It is the intent of this act that [comprehensive plan] adoption is necessary so that local governments can . . . encourage the most appropriate use of land, water, and resources, consistent with the public interest . . . . Through the process of comprehensive planning, it is intended that units of local government can preserve, promote, protect, and improve the public health, safety, . . . and general welfare; prevent the overcrowding of land and avoid undue concentration of population; facilitate the adequate and efficient provision of transportation, water, sewerage, schools, parks, recreational facilities, housing, and other requirements and services; and conserve . . . and protect natural resources within their jurisdictions.

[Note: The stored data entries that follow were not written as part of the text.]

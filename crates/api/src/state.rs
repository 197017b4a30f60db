use std::sync::Arc;

use asn_core::RuleEngine;

use crate::config::ServerConfig;

/// Shared application state available to all Axum handlers via `State<AppState>`.
///
/// This is cheaply cloneable (inner data is behind `Arc`).
#[derive(Clone)]
pub struct AppState {
    /// Server configuration.
    pub config: Arc<ServerConfig>,
    /// Stateless rule engine, built once at startup and shared by every request.
    pub engine: Arc<RuleEngine>,
}

impl AppState {
    pub fn new(config: ServerConfig, engine: RuleEngine) -> Self {
        Self {
            config: Arc::new(config),
            engine: Arc::new(engine),
        }
    }
}
//! Rule group A: ASN timing.

use chrono::NaiveDate;

use crate::document::ShipmentDocument;

use super::engine::RuleContext;
use super::rules::{ids, Severity, Violation};

const DATE_FORMAT: &str = "%Y-%m-%d";

fn parse_date(value: &str) -> Option<NaiveDate> {
    NaiveDate::parse_from_str(value.trim(), DATE_FORMAT).ok()
}

/// Ship date must parse and not lie in the past; expected delivery, when
/// given, must come strictly after it. An unparseable ship date stops the
/// group there.
pub fn check(document: &ShipmentDocument, ctx: &RuleContext<'_>) -> Vec<Violation> {
    let impact = ctx.config.impacts.timing.as_str();
    let mut violations = Vec::new();

    let Some(ship_date) = parse_date(&document.ship_date) else {
        violations.push(Violation::error(
            ids::DATE_FORMAT,
            "ship_date",
            format!(
                "Ship date '{}' must be in YYYY-MM-DD format",
                document.ship_date
            ),
            impact,
        ));
        return violations;
    };

    if ship_date < ctx.today {
        violations.push(Violation::error(
            ids::ASN_TIMING,
            "ship_date",
            format!(
                "Ship date {ship_date} is in the past; the ASN must be sent within 1 hour of shipment departure"
            ),
            impact,
        ));
    }

    if let Some(expected) = document.expected_delivery.as_deref() {
        match parse_date(expected) {
            None => violations.push(Violation::error(
                ids::DATE_FORMAT,
                "expected_delivery",
                format!("Expected delivery '{expected}' must be in YYYY-MM-DD format"),
                impact,
            )),
            Some(delivery) if delivery <= ship_date => violations.push(Violation::error(
                ids::DELIVERY_WINDOW,
                "expected_delivery",
                format!("Expected delivery {delivery} must be after ship date {ship_date}"),
                impact,
            )),
            Some(_) => {}
        }
    }

    if let Some(ready) = document.tms_routing.ready_date.as_deref().and_then(parse_date) {
        if ready > ship_date {
            violations.push(Violation::new(
                Severity::Warning,
                ids::READY_DATE,
                "tms_routing.ready_date",
                format!("Routing ready date {ready} is after ship date {ship_date}"),
                impact,
            ));
        }
    }

    violations
}
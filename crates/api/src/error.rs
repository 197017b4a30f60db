use asn_core::{CoreError, StructuralError};
use axum::http::StatusCode;
use axum::response::{IntoResponse, Response};
use serde_json::json;

/// Application-level error type for HTTP handlers.
///
/// Wraps [`CoreError`] for domain errors and adds HTTP-specific variants.
/// Implements [`IntoResponse`] to produce consistent JSON error responses.
/// Business-rule violations are never errors; they travel inside the verdict.
#[derive(Debug, thiserror::Error)]
pub enum AppError {
    /// A domain-level error from `asn_core`.
    #[error(transparent)]
    Core(#[from] CoreError),

    /// A bad request with a human-readable message.
    #[error("Bad request: {0}")]
    BadRequest(String),

    /// An internal error with a human-readable message.
    #[error("Internal error: {0}")]
    InternalError(String),
}

/// Convenience type alias for handler return values.
pub type AppResult<T> = Result<T, AppError>;

impl From<StructuralError> for AppError {
    fn from(err: StructuralError) -> Self {
        AppError::Core(CoreError::Structural(err))
    }
}

impl IntoResponse for AppError {
    fn into_response(self) -> Response {
        let (status, code, message) = match &self {
            // --- CoreError variants ---
            AppError::Core(core) => match core {
                CoreError::Structural(err) => {
                    tracing::debug!(field = err.field(), "Rejected malformed ASN");
                    let body = json!({
                        "error": err.to_string(),
                        "code": "STRUCTURAL_ERROR",
                        "fields": err.issues(),
                    });
                    return (StatusCode::UNPROCESSABLE_ENTITY, axum::Json(body)).into_response();
                }
                CoreError::Config(msg) => {
                    tracing::error!(error = %msg, "Core configuration error");
                    (
                        StatusCode::INTERNAL_SERVER_ERROR,
                        "INTERNAL_ERROR",
                        "An internal error occurred".to_string(),
                    )
                }
            },

            // --- HTTP-specific errors ---
            AppError::BadRequest(msg) => (StatusCode::BAD_REQUEST, "BAD_REQUEST", msg.clone()),
            AppError::InternalError(msg) => {
                tracing::error!(error = %msg, "Internal error");
                (
                    StatusCode::INTERNAL_SERVER_ERROR,
                    "INTERNAL_ERROR",
                    "An internal error occurred".to_string(),
                )
            }
        };

        let body = json!({
            "error": message,
            "code": code,
        });

        (status, axum::Json(body)).into_response()
    }
}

            The County admits that the Commission is not “bound by the specific language and directives listed in Chapter 163,” but asserts that the Commission should be bound by “the impetus behind the statutes.”  The County acknowledges that Section 367.011, F.S., makes the Commission’s “regulatory powers superior to the provisions in other statutes covering the same subject matter,” but argues that Chapter 367, F.S., repeatedly refers to acting in the public interest, and that the Florida Supreme Court views the public interest as “the ultimate measuring stick to guide” the Commission in its decisions.[6]  

            The County further notes that when there is an objection by the County to an amendment application, the Commission is not required to “defer” to the Comp Plan, but must consider it.[7] The County argues that, because the Comp Plan was developed to promote the public interest, any violation of the plan must necessarily be against the public interest.  The County concludes that an amendment application which goes against the stated planning goals of the citizens of the County cannot by definition be in the public interest.  Therefore, the County asserts the Commission “must deny the application as a matter of law.”

Sun River’s Response

            The utility lists two main arguments why a summary final order is not warranted.  These arguments are:  (1) the county’s comp plan is not dispositive with respect to water and wastewater certificate issues; and (2) material issues of fact are in dispute regarding the comp plan and other growth management issues.  These arguments are discussed below.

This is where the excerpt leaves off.